Wednesday, April 14, 2010

It's wired

I needa get this in my head. so I'm gonna do what I always do.. Write. I'd wish I could write an awesome song out of it, but I'm no genius and my feelings' pretty messed up anyway.. and thats 1 step forward, admitting it.

I'm just a friend to her, there is no reciprocation. It's not an assumption from some inert fear of rejection I have. It's totally sensible, accountable through our interactions and actions and I need to remember that.
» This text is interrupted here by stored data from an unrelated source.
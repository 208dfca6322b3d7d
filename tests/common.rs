use anyhow::{anyhow, Result};
use axum::extract::State;
use axum::http::StatusCode;
use axum::routing::post;
use axum::{Json, Router};
use fp_sampler::runtime::{EmulatedRuntime, Identity, Runtime};
use fp_sampler::signals::{OpaqueKind, OpaqueSignal, SignalFragment, SignalProvider};
use futures::future::BoxFuture;
use futures::FutureExt;
use serde_json::{json, Value};
use std::sync::{Arc, Mutex};
use std::time::{Duration, Instant};
use url::Url;

pub const SUBMIT_PATH: &str = "/api/submit-fingerprints";

pub fn init_tracing() {
    let _ = tracing_subscriber::fmt().with_test_writer().try_init();
}

/// Runtime answering every built-in probe.
pub fn full_runtime() -> Arc<EmulatedRuntime> {
    Arc::new(
        EmulatedRuntime::new(Identity::new("Europe/Dublin", ["en-IE"]))
            .with_answer(
                "webgpu",
                json!({
                    "supported": true,
                    "vendor": "nvidia",
                    "architecture": "ampere",
                    "driverVersion": null,
                    "maxTextureDimension": 16384,
                    "maxBufferSize": 4294967296u64
                }),
            )
            .with_answer(
                "sensors",
                json!({"gyroscope_supported": false, "accel_permission_state": "prompt"}),
            )
            .with_answer("canvas_hash", json!("9f86d081"))
            .with_answer(
                "webgl_renderer",
                json!("ANGLE (NVIDIA, NVIDIA GeForce RTX 3080 Direct3D11 vs_5_0 ps_5_0)"),
            )
            .with_answer("audio_value", json!(124.04347527516074))
            .with_answer("math_jitter_hash", json!("3c2f1a0b")),
    )
}

/// Reports the math jitter signal by panicking.
pub struct PanickingProvider;

impl SignalProvider for PanickingProvider {
    fn name(&self) -> &str {
        "panicking"
    }

    fn collect<'a>(&'a self, _runtime: &'a dyn Runtime) -> BoxFuture<'a, Result<SignalFragment>> {
        async move { panic!("provider blew up") }.boxed()
    }

    fn unavailable(&self, reason: &str) -> SignalFragment {
        SignalFragment::Opaque(
            OpaqueKind::MathJitter,
            OpaqueSignal {
                value: None,
                error: Some(reason.to_string()),
            },
        )
    }
}

/// Panics before it has a future to return.
pub struct EagerPanickingProvider;

impl SignalProvider for EagerPanickingProvider {
    fn name(&self) -> &str {
        "eager-panicking"
    }

    fn collect<'a>(&'a self, _runtime: &'a dyn Runtime) -> BoxFuture<'a, Result<SignalFragment>> {
        panic!("provider blew up while starting")
    }

    fn unavailable(&self, reason: &str) -> SignalFragment {
        SignalFragment::Opaque(
            OpaqueKind::CanvasHash,
            OpaqueSignal {
                value: None,
                error: Some(reason.to_string()),
            },
        )
    }
}

/// Never settles.
pub struct HangingProvider;

impl SignalProvider for HangingProvider {
    fn name(&self) -> &str {
        "hanging"
    }

    fn collect<'a>(&'a self, _runtime: &'a dyn Runtime) -> BoxFuture<'a, Result<SignalFragment>> {
        futures::future::pending().boxed()
    }

    fn unavailable(&self, reason: &str) -> SignalFragment {
        SignalFragment::Opaque(
            OpaqueKind::CanvasHash,
            OpaqueSignal {
                value: None,
                error: Some(reason.to_string()),
            },
        )
    }
}

/// Fails with an error after a short delay.
pub struct FailingProvider;

impl SignalProvider for FailingProvider {
    fn name(&self) -> &str {
        "failing"
    }

    fn collect<'a>(&'a self, _runtime: &'a dyn Runtime) -> BoxFuture<'a, Result<SignalFragment>> {
        async move {
            tokio::time::sleep(Duration::from_millis(5)).await;
            Err(anyhow!("WEBGL_BLOCKED"))
        }
        .boxed()
    }

    fn unavailable(&self, reason: &str) -> SignalFragment {
        SignalFragment::Opaque(
            OpaqueKind::WebglRenderer,
            OpaqueSignal {
                value: None,
                error: Some(reason.to_string()),
            },
        )
    }
}

#[derive(Debug, Clone)]
pub struct Visit {
    pub timezone: String,
    pub started: Instant,
    pub finished: Instant,
}

/// Records the timezone it observes and when it ran.
#[derive(Default)]
pub struct RecordingProvider {
    pub visits: Mutex<Vec<Visit>>,
    pub delay: Duration,
}

impl SignalProvider for RecordingProvider {
    fn name(&self) -> &str {
        "recording"
    }

    fn collect<'a>(&'a self, runtime: &'a dyn Runtime) -> BoxFuture<'a, Result<SignalFragment>> {
        async move {
            let started = Instant::now();
            let identity = runtime.identity().await?;
            tokio::time::sleep(self.delay).await;
            self.visits.lock().expect("should lock visits").push(Visit {
                timezone: identity.timezone.clone(),
                started,
                finished: Instant::now(),
            });
            Ok(SignalFragment::Opaque(
                OpaqueKind::AudioValue,
                OpaqueSignal {
                    value: Some(json!(1.5)),
                    error: None,
                },
            ))
        }
        .boxed()
    }

    fn unavailable(&self, reason: &str) -> SignalFragment {
        SignalFragment::Opaque(
            OpaqueKind::AudioValue,
            OpaqueSignal {
                value: None,
                error: Some(reason.to_string()),
            },
        )
    }
}

#[derive(Clone)]
struct EndpointState {
    status: StatusCode,
    body: &'static str,
    delay: Duration,
    received: Arc<Mutex<Vec<Value>>>,
}

/// In-process collection endpoint answering every submission with a fixed
/// status and body.
pub struct MockEndpoint {
    pub url: Url,
    pub received: Arc<Mutex<Vec<Value>>>,
}

impl MockEndpoint {
    pub async fn start(status: StatusCode, body: &'static str) -> Self {
        Self::start_with_delay(status, body, Duration::ZERO).await
    }

    pub async fn start_with_delay(status: StatusCode, body: &'static str, delay: Duration) -> Self {
        let received = Arc::new(Mutex::new(Vec::new()));
        let state = EndpointState {
            status,
            body,
            delay,
            received: Arc::clone(&received),
        };
        let app = Router::new()
            .route(SUBMIT_PATH, post(accept))
            .with_state(state);

        let listener = tokio::net::TcpListener::bind("127.0.0.1:0")
            .await
            .expect("should bind mock endpoint");
        let addr = listener.local_addr().expect("should have local addr");
        tokio::spawn(async move {
            axum::serve(listener, app).await.expect("mock endpoint failed");
        });

        Self {
            url: Url::parse(&format!("http://{}{}", addr, SUBMIT_PATH)).expect("should build endpoint url"),
            received,
        }
    }

    pub fn payloads(&self) -> Vec<Value> {
        self.received.lock().expect("should lock payloads").clone()
    }
}

async fn accept(
    State(state): State<EndpointState>,
    Json(payload): Json<Value>,
) -> (StatusCode, &'static str) {
    state.received.lock().expect("should lock payloads").push(payload);
    if !state.delay.is_zero() {
        tokio::time::sleep(state.delay).await;
    }
    (state.status, state.body)
}

/// A local URL nothing is listening on.
pub async fn closed_endpoint() -> Url {
    let listener = tokio::net::TcpListener::bind("127.0.0.1:0")
        .await
        .expect("should bind a local port");
    let addr = listener.local_addr().expect("should have a local address");
    drop(listener);
    Url::parse(&format!("http://{}{}", addr, SUBMIT_PATH)).expect("should build endpoint url")
}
Attraction is hard to ignore, or erase. but it's possible. I probably haven't been trying very hard to let go. Heck I haven't been trying very hard at anything at all. Feels like I've reached a point in my life where I live just for the sake of living. Everyday feels the same. I don't feel sadness, I feel bored.. really bored.. and sometimes it feels like there's a black-hole in my chest and my ribs might collapse from the sucking..

Fb-stalking only makes things worst (i'm sure everyone does this but I'm not proud to say).. makes me speculate. care too much. wonder. I should probably shut myself out but again. I haven't been trying too hard. Like how I wonder why it seems like she herself is on the end of her own story of unrequited love. (speculating) It makes me wonder and think too much. and even if it's true it's not an opportunity for two heartbroken people to heal each other's. The real world is much to cruel, and I'm surprisingly mature enough to realize that a relationship built on that would only crash and burn so quickly.
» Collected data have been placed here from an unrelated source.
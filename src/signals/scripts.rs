//! Browser-side probe scripts. Each evaluates to a JSON value (awaiting a
//! promise where needed) and reports failures as data instead of throwing.

use crate::runtime::Probe;

pub const WEBGPU: Probe = Probe {
    name: "webgpu",
    script: r#"(async () => {
        const gpu = navigator.gpu;
        if (!gpu) return { supported: false, error: 'API_NOT_SUPPORTED' };
        try {
            const adapter = await gpu.requestAdapter();
            if (!adapter) return { supported: true, status: 'NoAdapter' };

            let info;
            if (adapter.info) {
                info = adapter.info;
            } else if (typeof adapter.requestAdapterInfo === 'function') {
                try {
                    info = await adapter.requestAdapterInfo();
                } catch (err) {
                    info = { error: 'ADAPTER_INFO_BLOCKED' };
                }
            } else {
                info = { error: 'ADAPTER_INFO_NOT_AVAILABLE' };
            }

            const limits = adapter.limits || {};
            return {
                supported: true,
                vendor: info.vendor || null,
                architecture: info.architecture || null,
                driverVersion: info.driverVersion || null,
                error: info.error || null,
                maxTextureDimension: limits.maxTextureDimension2D || 0,
                maxBufferSize: limits.maxBufferSize || 0,
            };
        } catch (error) {
            return { supported: false, error: String(error && error.message || error) };
        }
    })()"#,
};

pub const SENSORS: Probe = Probe {
    name: "sensors",
    script: r#"(async () => {
        let state = 'unknown';
        if (navigator.permissions) {
            try {
                state = (await navigator.permissions.query({ name: 'accelerometer' })).state;
            } catch (e) {
                state = 'not_supported';
            }
        }
        return {
            gyroscope_supported: 'Gyroscope' in self,
            accel_permission_state: state,
        };
    })()"#,
};

pub const CANVAS_HASH: Probe = Probe {
    name: "canvas_hash",
    script: r#"(() => {
        const fnv1a = (s) => {
            let h = 0x811c9dc5;
            for (let i = 0; i < s.length; i++) {
                h ^= s.charCodeAt(i);
                h = Math.imul(h, 0x01000193) >>> 0;
            }
            return h.toString(16).padStart(8, '0');
        };
        const canvas = document.createElement('canvas');
        canvas.width = 240;
        canvas.height = 60;
        const ctx = canvas.getContext('2d');
        if (!ctx) return null;
        ctx.textBaseline = 'top';
        ctx.font = "16px 'Arial'";
        ctx.fillStyle = '#f60';
        ctx.fillRect(100, 1, 62, 20);
        ctx.fillStyle = '#069';
        ctx.fillText('fp-sampler ☃', 2, 15);
        return fnv1a(canvas.toDataURL());
    })()"#,
};

pub const WEBGL_RENDERER: Probe = Probe {
    name: "webgl_renderer",
    script: r#"(() => {
        const gl = document.createElement('canvas').getContext('webgl');
        if (!gl) return null;
        const ext = gl.getExtension('WEBGL_debug_renderer_info');
        return ext ? gl.getParameter(ext.UNMASKED_RENDERER_WEBGL) : gl.getParameter(gl.RENDERER);
    })()"#,
};

pub const AUDIO_VALUE: Probe = Probe {
    name: "audio_value",
    script: r#"(async () => {
        const Ctx = self.OfflineAudioContext || self.webkitOfflineAudioContext;
        if (!Ctx) return null;
        const ctx = new Ctx(1, 5000, 44100);
        const osc = ctx.createOscillator();
        osc.type = 'triangle';
        osc.frequency.value = 10000;
        const comp = ctx.createDynamicsCompressor();
        osc.connect(comp);
        comp.connect(ctx.destination);
        osc.start(0);
        const buffer = await ctx.startRendering();
        const data = buffer.getChannelData(0);
        let sum = 0;
        for (let i = 4500; i < 5000; i++) sum += Math.abs(data[i]);
        return sum;
    })()"#,
};

pub const MATH_JITTER: Probe = Probe {
    name: "math_jitter_hash",
    script: r#"(() => {
        const fnv1a = (s) => {
            let h = 0x811c9dc5;
            for (let i = 0; i < s.length; i++) {
                h ^= s.charCodeAt(i);
                h = Math.imul(h, 0x01000193) >>> 0;
            }
            return h.toString(16).padStart(8, '0');
        };
        const values = [
            Math.tan(-1e300), Math.sinh(1), Math.cosh(10), Math.expm1(1),
            Math.atanh(0.5), Math.cbrt(Math.PI), Math.log1p(10), Math.pow(Math.PI, -100),
        ];
        return fnv1a(values.join(','));
    })()"#,
};
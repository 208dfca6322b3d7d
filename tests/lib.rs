mod common;
mod submit;
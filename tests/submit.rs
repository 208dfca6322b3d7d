use crate::common::{closed_endpoint, init_tracing, MockEndpoint};
use axum::http::StatusCode;
use fp_sampler::assembler::assemble;
use fp_sampler::signals::SignalBundle;
use fp_sampler::{
    Batch, Profile, SessionContext, SubmissionClient, SubmissionOutcome, SubmissionStatus,
};
use std::time::Duration;

fn batch() -> Batch {
    let session = SessionContext::new(Some("D03"), Some("Firefox"));
    let profiles = [
        Profile::new("01", "Europe/Dublin", ["en-GB"]),
        Profile::new("02", "UTC", ["en"]),
    ];
    profiles
        .iter()
        .enumerate()
        .map(|(i, p)| assemble(&session, p, i + 1, &SignalBundle::default()))
        .collect::<Vec<_>>()
        .into()
}

fn client(endpoint: url::Url) -> SubmissionClient {
    SubmissionClient::new(endpoint, Duration::from_secs(5)).expect("should build client")
}

#[tokio::test]
async fn test_success_reports_server_message() {
    init_tracing();
    let endpoint = MockEndpoint::start(StatusCode::OK, r#"{"message":"ok"}"#).await;

    let outcome = client(endpoint.url.clone()).submit(&batch()).await;

    assert_eq!(outcome, SubmissionOutcome::success("ok"));
    let payloads = endpoint.payloads();
    assert_eq!(payloads.len(), 1);
    assert_eq!(payloads[0].as_array().expect("should post a json array").len(), 2);
    assert_eq!(payloads[0][1]["label_type"], "02");
}

#[tokio::test]
async fn test_success_without_message_uses_reason_phrase() {
    let endpoint = MockEndpoint::start(StatusCode::OK, "{}").await;

    let outcome = client(endpoint.url.clone()).submit(&batch()).await;

    assert_eq!(outcome.status, SubmissionStatus::Success);
    assert_eq!(outcome.message, "OK");
}

#[tokio::test]
async fn test_rejection_uses_body_message() {
    let endpoint =
        MockEndpoint::start(StatusCode::INTERNAL_SERVER_ERROR, r#"{"message":"db down"}"#).await;

    let outcome = client(endpoint.url.clone()).submit(&batch()).await;

    assert_eq!(outcome, SubmissionOutcome::error("Server Error (500): db down"));
}

#[tokio::test]
async fn test_rejection_without_json_uses_reason_phrase() {
    let endpoint = MockEndpoint::start(StatusCode::BAD_GATEWAY, "<html>upstream</html>").await;

    let outcome = client(endpoint.url.clone()).submit(&batch()).await;

    assert_eq!(outcome.status, SubmissionStatus::Error);
    assert_eq!(outcome.message, "Server Error (502): Bad Gateway");
}

#[tokio::test]
async fn test_connection_refused_is_a_network_error() {
    let outcome = client(closed_endpoint().await).submit(&batch()).await;

    assert_eq!(outcome.status, SubmissionStatus::Error);
    assert!(
        outcome.message.starts_with("network error: "),
        "unexpected message: {}",
        outcome.message
    );
}

#[tokio::test]
async fn test_stalled_endpoint_times_out_as_network_error() {
    let endpoint = MockEndpoint::start_with_delay(
        StatusCode::OK,
        r#"{"message":"too late"}"#,
        Duration::from_secs(10),
    )
    .await;
    let client = SubmissionClient::new(endpoint.url.clone(), Duration::from_millis(200))
        .expect("should build client");

    let outcome = client.submit(&batch()).await;

    assert_eq!(outcome.status, SubmissionStatus::Error);
    assert!(outcome.message.starts_with("network error: "));
}

#[test]
fn test_outcome_wire_shape() {
    let value = serde_json::to_value(SubmissionOutcome::error("boom")).expect("should serialize outcome");
    assert_eq!(value, serde_json::json!({"status": "error", "message": "boom"}));
}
Thus I shouldn't care to 'save' anyone since I jolly well can't even save myself. sensible ?
So yes, I can't save myself from this one, as everyday is a battle within myself.

Tomorrow morning I will wake up and forget most part of what I've said. and I'll proceed again to exploit the many possibilities that fairy tales are real. I've actually had a beer.

It's just human nature.

Tuesday, April 13, 2010

shudder

There is a wind that blows, it's been blowing for about a year and 7 months. Eroding my soul.

I spend a lot of time sitting and thinking.. just sitting still, and think. cause well thats what they expect me to do, sit still and watch.. but I'm really thinking all the time. and the World has never seemed so sad to me.

so much pain, despair, unnecessary.. I try to fix a problem thats been around for years, and all people care about is pointing fingers and shooting people down.

alas, I wash my hands of this. I know not what's right anymore but I do what I can to help the people around me.

and I've felt so alone in the process..

Monday, April 12, 2010

stories

Women have always known to be the downfall of many great men

A women can lift a man up so high and mighty, but she can also ruin him, break him, destroy.

and throughout the many centuries of the human race, mankind have questioned time and time again.

are men really the dominant sex..

Surely we'd all have been doomed from the beginning if women had not obliged themselves to the supportive role of her man for the sake of humankind.

Tuesday, April 6, 2010

under the radar

We all have problems and issues.

I have a friend who whines about lots of them everyday, and it's really sickening. I on the other hand would keep my problems all bottled up most of the time.. and most of these problems well they just mellow into the days (which have become so routined) it's as if they're not there anymore.

These are the real problems, the underlying ones you don't see.. or see but couldn't care to do anything about it since it has been that way for so long.

It happens, in my work life.. where so many systems are flawed but by the time people realize, it's been so long that change would an upheaval.

It happens in my personal life.. one day you find that what you've been doing suddenly lost it's purpose.. and perhaps it's time to 'change direction' but you can't cause you've been going this way so long you've built up speed. changing direction suddenly would definitely cause you to fly off course and die.

Beer belly is out. and i'm still drinking.